--#-- Baby gets his teeth --#-- So far baby Pete posts, but when the remote site responds, he doesn't do a thing with the data. So, let's teach Pete to eat:

byte[] mouthful = new byte[4096]; int eaten; while(eaten = response.read(mouthful)) !=-1) System.out.write(mouthful, 0, eaten); System.out.println(); socket.close();
That was a little too cute, so let's get serious for minute. Code that opens sockets and writes and reads on them can get into all sorts of trouble -- maybe the remote site isn't even there, maybe there's a network problem ... Who know? Anyway, this code could throw several possible Java IO and network exceptions. But this isn't serious code, so we don't need anything more than trivial exception handling, which we'll implement with a single try ... catch block.

try { (our code goes here) } catch (Exception e) { System.out.println("What went wrong? " + e.getMessage()); }
One last touch (for now), for our own convenience. Let's construct the post ahead of time so the Java engine will count its content length for us. For clarity, I'll repeat the whole block of code that writes to the socket.

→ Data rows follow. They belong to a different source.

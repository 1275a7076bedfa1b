/*!
 * Integration tests for application lifecycle
 */

use anyhow::Result;
use tokio_test;
use narravid::app_controller::Controller;
use narravid::app_config::{Config, SynthesisEngine};
use narravid::synthesis::mock::MockSynthesizer;
use crate::common;

/// Build a controller backed by the mock engine.
fn mock_controller() -> Controller {
    common::init_test_logging();

    let mut config = Config::default();
    config.synthesis.engine = SynthesisEngine::Mock;
    Controller::with_synthesizer(config, Box::new(MockSynthesizer::working()))
}

/// Test the controller initialization with default config
#[test]
fn test_controller_initialization_withDefaultConfig_shouldSucceed() -> Result<()> {
    // Create a controller with test configuration - should succeed without errors
    let _controller = Controller::new_for_test()?;

    Ok(())
}

/// Test the controller with custom configuration
#[test]
fn test_controller_withCustomConfig_shouldKeepSettings() -> Result<()> {
    let mut config = Config::default();
    config.synthesis.engine = SynthesisEngine::Mock;
    config.captions.font_size = 64;

    let controller = Controller::with_config(config)?;

    assert_eq!(controller.config().captions.font_size, 64);
    assert_eq!(controller.engine_name(), "mock");

    Ok(())
}

/// Test that the injected engine drives the reported engine name
#[test]
fn test_controller_withInjectedEngine_shouldReportEngineName() {
    let controller = mock_controller();
    assert_eq!(controller.engine_name(), "mock");
}

/// Test dry-run segmentation of a sample script
#[test]
fn test_listUnits_withSampleScript_shouldReturnExpectedUnits() -> Result<()> {
    let controller = mock_controller();

    let temp_dir = common::create_temp_dir()?;
    let script_path = common::create_test_script(&temp_dir.path().to_path_buf(), "walkthrough.txt")?;

    let units = controller.list_units(&script_path)?;
    let texts: Vec<&str> = units.iter().map(|u| u.text.as_str()).collect();

    assert_eq!(
        texts,
        vec![
            "Welcome to the walkthrough. It only takes a minute.",
            "- first checkpoint: the service is running.",
            "1. Open the dashboard",
            "The closing remark wraps everything up.",
        ]
    );

    Ok(())
}

/// Test that an empty script completes without producing a video
#[test]
fn test_run_withEmptyScript_shouldNotProduceOutput() -> Result<()> {
    let controller = mock_controller();

    let temp_dir = common::create_temp_dir()?;
    let script_path = common::create_test_file(&temp_dir.path().to_path_buf(), "empty.txt", "\n\n \n")?;
    let image_path = common::create_test_file(&temp_dir.path().to_path_buf(), "background.png", "png bytes")?;

    let result = tokio_test::block_on(controller.run(
        script_path,
        image_path,
        None,
        None,
        false,
    ));

    assert!(result.is_ok(), "An empty script is not an error");

    // No video next to the script
    let expected_output = temp_dir.path().join("empty.mp4");
    assert!(!expected_output.exists(), "empty script should not create output");

    Ok(())
}

/// Test that an existing output is skipped without the force flag
#[test]
fn test_run_withExistingOutput_shouldSkipRender() -> Result<()> {
    let controller = mock_controller();

    let temp_dir = common::create_temp_dir()?;
    let script_path = common::create_test_script(&temp_dir.path().to_path_buf(), "walkthrough.txt")?;
    let image_path = common::create_test_file(&temp_dir.path().to_path_buf(), "background.png", "png bytes")?;
    let output_path = common::create_test_file(&temp_dir.path().to_path_buf(), "walkthrough.mp4", "placeholder")?;

    let result = tokio_test::block_on(controller.run(
        script_path,
        image_path,
        None,
        None,
        false,
    ));

    assert!(result.is_ok(), "Skipping an existing output is not an error");

    // The placeholder was left untouched
    let content = std::fs::read_to_string(&output_path)?;
    assert_eq!(content, "placeholder");

    Ok(())
}

/// Test that a missing script file is rejected
#[test]
fn test_run_withMissingScript_shouldFail() -> Result<()> {
    let controller = mock_controller();

    let temp_dir = common::create_temp_dir()?;
    let image_path = common::create_test_file(&temp_dir.path().to_path_buf(), "background.png", "png bytes")?;

    let result = tokio_test::block_on(controller.run(
        temp_dir.path().join("does_not_exist.txt"),
        image_path,
        None,
        None,
        false,
    ));

    assert!(result.is_err());

    Ok(())
}

/// Test that a missing image file is rejected
#[test]
fn test_run_withMissingImage_shouldFail() -> Result<()> {
    let controller = mock_controller();

    let temp_dir = common::create_temp_dir()?;
    let script_path = common::create_test_script(&temp_dir.path().to_path_buf(), "walkthrough.txt")?;

    let result = tokio_test::block_on(controller.run(
        script_path,
        temp_dir.path().join("missing.png"),
        None,
        None,
        false,
    ));

    assert!(result.is_err());

    Ok(())
}

/// Test that folder mode rejects a directory without scripts
#[test]
fn test_runFolder_withNoScripts_shouldFail() -> Result<()> {
    let controller = mock_controller();

    let temp_dir = common::create_temp_dir()?;
    let image_path = common::create_test_file(&temp_dir.path().to_path_buf(), "background.png", "png bytes")?;
    let empty_dir = temp_dir.path().join("scripts");
    std::fs::create_dir_all(&empty_dir)?;

    let result = tokio_test::block_on(controller.run_folder(empty_dir, image_path, false));

    assert!(result.is_err());

    Ok(())
}

/// Test that folder mode rejects a missing directory
#[test]
fn test_runFolder_withMissingDirectory_shouldFail() -> Result<()> {
    let controller = mock_controller();

    let temp_dir = common::create_temp_dir()?;
    let image_path = common::create_test_file(&temp_dir.path().to_path_buf(), "background.png", "png bytes")?;

    let result = tokio_test::block_on(controller.run_folder(
        temp_dir.path().join("nowhere"),
        image_path,
        false,
    ));

    assert!(result.is_err());

    Ok(())
}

String request = "query=java&form=search&resultdocs=30&srcmags=checked&srcbooks=checked"; try { Socket socket = new Socket("people.yahoo.com", 80); InputStream response = socket.getInputStream(); PrintWriter agent = new PrintWriter(new OutputStreamWriter(socket.getOutputStream())); agent.println("POST /py/psAdvSearch.py HTTP/1.0"); agent.println("Content-type: application/x-www-form-urlencoded"); agent.println("Content-length: " + request.length()); // work for us! agent.println(); agent.println(request); agent.flush();
All you need is to wrap all this in a class definition and a "main" method, and baby Pete in his first incarnation is ready to go to town.